> **Task to carry out**: Check each line of the records below and collect those that include the word "stacked".

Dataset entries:
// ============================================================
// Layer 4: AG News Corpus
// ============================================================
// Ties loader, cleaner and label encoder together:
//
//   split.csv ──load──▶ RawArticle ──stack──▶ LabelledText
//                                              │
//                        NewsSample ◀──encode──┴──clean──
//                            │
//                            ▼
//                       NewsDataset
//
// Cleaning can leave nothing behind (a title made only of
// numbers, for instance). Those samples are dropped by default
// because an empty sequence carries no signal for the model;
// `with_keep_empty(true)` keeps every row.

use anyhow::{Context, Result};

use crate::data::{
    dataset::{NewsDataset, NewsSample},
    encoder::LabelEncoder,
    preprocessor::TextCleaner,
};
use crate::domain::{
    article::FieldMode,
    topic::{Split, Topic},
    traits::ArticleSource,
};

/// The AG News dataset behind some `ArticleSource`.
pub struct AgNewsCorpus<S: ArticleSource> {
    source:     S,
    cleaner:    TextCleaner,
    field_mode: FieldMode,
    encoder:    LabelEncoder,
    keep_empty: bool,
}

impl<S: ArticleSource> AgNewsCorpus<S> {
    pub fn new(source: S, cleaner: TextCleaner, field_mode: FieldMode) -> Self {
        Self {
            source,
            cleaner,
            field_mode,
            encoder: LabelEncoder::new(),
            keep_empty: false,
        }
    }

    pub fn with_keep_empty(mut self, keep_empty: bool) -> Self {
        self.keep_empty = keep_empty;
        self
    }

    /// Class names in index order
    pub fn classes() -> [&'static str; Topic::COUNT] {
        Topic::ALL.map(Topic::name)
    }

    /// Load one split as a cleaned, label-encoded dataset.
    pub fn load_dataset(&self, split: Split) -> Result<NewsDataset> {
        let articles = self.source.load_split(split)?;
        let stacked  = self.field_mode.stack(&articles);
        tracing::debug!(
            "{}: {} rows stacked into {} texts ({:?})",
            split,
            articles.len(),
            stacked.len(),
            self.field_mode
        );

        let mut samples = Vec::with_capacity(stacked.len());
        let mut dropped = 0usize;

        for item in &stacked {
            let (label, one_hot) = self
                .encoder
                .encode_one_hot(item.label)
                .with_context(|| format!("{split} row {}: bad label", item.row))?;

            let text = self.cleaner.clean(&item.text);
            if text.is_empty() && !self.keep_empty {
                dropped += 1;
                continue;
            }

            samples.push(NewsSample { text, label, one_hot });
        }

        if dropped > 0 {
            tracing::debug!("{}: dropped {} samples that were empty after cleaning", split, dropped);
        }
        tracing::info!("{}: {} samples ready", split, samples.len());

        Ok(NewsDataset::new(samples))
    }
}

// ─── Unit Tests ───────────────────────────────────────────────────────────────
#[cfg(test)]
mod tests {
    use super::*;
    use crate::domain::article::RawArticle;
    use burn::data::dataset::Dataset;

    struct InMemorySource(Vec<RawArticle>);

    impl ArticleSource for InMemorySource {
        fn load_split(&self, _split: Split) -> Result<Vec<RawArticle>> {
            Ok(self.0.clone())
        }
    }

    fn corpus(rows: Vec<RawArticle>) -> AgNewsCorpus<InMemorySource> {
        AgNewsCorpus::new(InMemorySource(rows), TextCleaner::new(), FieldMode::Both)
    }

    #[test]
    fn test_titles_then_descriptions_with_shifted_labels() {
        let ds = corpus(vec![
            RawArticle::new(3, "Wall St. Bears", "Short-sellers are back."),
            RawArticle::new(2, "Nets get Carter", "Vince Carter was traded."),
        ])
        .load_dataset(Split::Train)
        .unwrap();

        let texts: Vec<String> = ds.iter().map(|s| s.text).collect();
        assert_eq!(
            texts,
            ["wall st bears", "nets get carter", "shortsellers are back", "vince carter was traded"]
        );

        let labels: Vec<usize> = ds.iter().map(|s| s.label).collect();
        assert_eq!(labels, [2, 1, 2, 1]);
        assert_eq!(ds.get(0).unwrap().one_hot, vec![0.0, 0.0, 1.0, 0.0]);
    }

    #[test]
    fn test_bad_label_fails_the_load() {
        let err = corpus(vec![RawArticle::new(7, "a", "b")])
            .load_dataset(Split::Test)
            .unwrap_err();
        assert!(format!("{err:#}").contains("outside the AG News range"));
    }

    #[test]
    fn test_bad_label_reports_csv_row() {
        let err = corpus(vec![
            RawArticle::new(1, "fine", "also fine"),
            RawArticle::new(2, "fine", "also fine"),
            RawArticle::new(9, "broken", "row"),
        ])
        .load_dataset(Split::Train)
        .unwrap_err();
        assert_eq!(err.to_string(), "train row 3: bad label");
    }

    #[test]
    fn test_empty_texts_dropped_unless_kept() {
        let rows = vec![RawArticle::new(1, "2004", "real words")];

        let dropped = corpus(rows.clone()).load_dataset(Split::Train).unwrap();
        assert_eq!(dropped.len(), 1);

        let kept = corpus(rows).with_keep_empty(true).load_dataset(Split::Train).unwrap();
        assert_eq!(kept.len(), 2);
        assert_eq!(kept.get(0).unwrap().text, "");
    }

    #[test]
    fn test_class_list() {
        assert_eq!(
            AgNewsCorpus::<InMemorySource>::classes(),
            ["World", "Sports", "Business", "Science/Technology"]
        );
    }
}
...
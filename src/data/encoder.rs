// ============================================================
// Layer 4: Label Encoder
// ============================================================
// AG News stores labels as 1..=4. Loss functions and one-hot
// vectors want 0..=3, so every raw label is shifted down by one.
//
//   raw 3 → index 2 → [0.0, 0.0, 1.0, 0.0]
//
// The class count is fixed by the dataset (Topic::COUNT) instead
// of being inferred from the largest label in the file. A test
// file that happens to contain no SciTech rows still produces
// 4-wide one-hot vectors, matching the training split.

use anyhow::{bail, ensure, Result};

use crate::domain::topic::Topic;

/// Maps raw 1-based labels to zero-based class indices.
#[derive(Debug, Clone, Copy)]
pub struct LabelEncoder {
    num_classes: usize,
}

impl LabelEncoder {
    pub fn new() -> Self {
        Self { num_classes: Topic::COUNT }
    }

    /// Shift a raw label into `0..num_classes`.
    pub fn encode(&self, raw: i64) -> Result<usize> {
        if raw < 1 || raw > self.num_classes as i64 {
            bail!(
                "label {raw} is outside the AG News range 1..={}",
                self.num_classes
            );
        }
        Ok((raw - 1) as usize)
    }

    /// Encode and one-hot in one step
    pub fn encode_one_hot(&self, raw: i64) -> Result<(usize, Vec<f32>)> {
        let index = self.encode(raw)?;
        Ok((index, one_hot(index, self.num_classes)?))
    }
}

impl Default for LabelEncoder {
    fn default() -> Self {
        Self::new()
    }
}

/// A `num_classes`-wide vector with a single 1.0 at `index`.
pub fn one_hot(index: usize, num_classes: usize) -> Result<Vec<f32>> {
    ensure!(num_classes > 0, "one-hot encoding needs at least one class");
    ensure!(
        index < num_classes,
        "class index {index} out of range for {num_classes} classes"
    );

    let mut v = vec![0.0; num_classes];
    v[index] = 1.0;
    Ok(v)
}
--
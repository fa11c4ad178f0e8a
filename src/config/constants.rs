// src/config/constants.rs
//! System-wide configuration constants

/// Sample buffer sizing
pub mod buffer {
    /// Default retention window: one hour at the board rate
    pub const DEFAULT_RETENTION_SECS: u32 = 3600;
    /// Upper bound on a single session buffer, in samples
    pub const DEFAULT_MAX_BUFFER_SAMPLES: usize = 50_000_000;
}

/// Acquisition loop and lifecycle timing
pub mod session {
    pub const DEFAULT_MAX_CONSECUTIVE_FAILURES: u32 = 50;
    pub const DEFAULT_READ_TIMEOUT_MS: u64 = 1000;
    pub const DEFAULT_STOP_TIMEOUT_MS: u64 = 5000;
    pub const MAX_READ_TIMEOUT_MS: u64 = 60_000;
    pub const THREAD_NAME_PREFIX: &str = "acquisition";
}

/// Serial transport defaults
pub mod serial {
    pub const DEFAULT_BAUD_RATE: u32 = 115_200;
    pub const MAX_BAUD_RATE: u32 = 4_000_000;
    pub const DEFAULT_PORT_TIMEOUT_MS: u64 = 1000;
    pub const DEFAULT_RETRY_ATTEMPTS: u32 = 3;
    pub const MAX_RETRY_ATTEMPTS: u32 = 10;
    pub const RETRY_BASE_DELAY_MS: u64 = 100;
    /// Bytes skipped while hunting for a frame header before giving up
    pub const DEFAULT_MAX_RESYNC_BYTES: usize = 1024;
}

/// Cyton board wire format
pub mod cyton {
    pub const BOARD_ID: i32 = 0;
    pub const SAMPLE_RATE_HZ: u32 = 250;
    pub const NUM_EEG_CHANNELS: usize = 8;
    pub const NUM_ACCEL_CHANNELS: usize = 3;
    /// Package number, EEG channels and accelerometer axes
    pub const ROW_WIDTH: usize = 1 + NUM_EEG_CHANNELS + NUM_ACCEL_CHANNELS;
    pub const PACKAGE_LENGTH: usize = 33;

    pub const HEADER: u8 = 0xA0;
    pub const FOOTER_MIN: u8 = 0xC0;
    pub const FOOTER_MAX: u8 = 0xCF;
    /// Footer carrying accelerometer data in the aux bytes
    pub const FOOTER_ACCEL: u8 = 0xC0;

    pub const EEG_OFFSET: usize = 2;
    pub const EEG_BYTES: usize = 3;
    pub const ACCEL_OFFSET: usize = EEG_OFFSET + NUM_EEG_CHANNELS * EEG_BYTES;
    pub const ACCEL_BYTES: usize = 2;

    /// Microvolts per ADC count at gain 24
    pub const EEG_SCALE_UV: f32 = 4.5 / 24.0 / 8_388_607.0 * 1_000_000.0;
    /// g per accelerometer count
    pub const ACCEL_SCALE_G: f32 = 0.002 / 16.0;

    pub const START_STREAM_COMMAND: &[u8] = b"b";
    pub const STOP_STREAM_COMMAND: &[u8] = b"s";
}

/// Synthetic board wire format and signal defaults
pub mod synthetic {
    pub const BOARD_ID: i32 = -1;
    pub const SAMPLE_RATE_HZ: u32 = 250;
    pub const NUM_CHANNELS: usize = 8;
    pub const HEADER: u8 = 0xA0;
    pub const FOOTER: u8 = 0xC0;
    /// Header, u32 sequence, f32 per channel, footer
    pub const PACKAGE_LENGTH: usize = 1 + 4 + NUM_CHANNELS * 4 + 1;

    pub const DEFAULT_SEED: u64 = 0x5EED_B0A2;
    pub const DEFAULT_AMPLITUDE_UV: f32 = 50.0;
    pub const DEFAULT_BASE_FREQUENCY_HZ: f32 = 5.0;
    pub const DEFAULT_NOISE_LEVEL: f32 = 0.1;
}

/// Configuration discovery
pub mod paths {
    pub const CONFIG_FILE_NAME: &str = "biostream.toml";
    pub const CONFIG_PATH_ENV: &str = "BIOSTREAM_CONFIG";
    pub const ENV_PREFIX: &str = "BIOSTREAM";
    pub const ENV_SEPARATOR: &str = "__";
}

> **Answer box**:
        let stacked  = self.field_mode.stack(&articles);
            "{}: {} rows stacked into {} texts ({:?})",
            stacked.len(),
        let mut samples = Vec::with_capacity(stacked.len());
        for item in &stacked {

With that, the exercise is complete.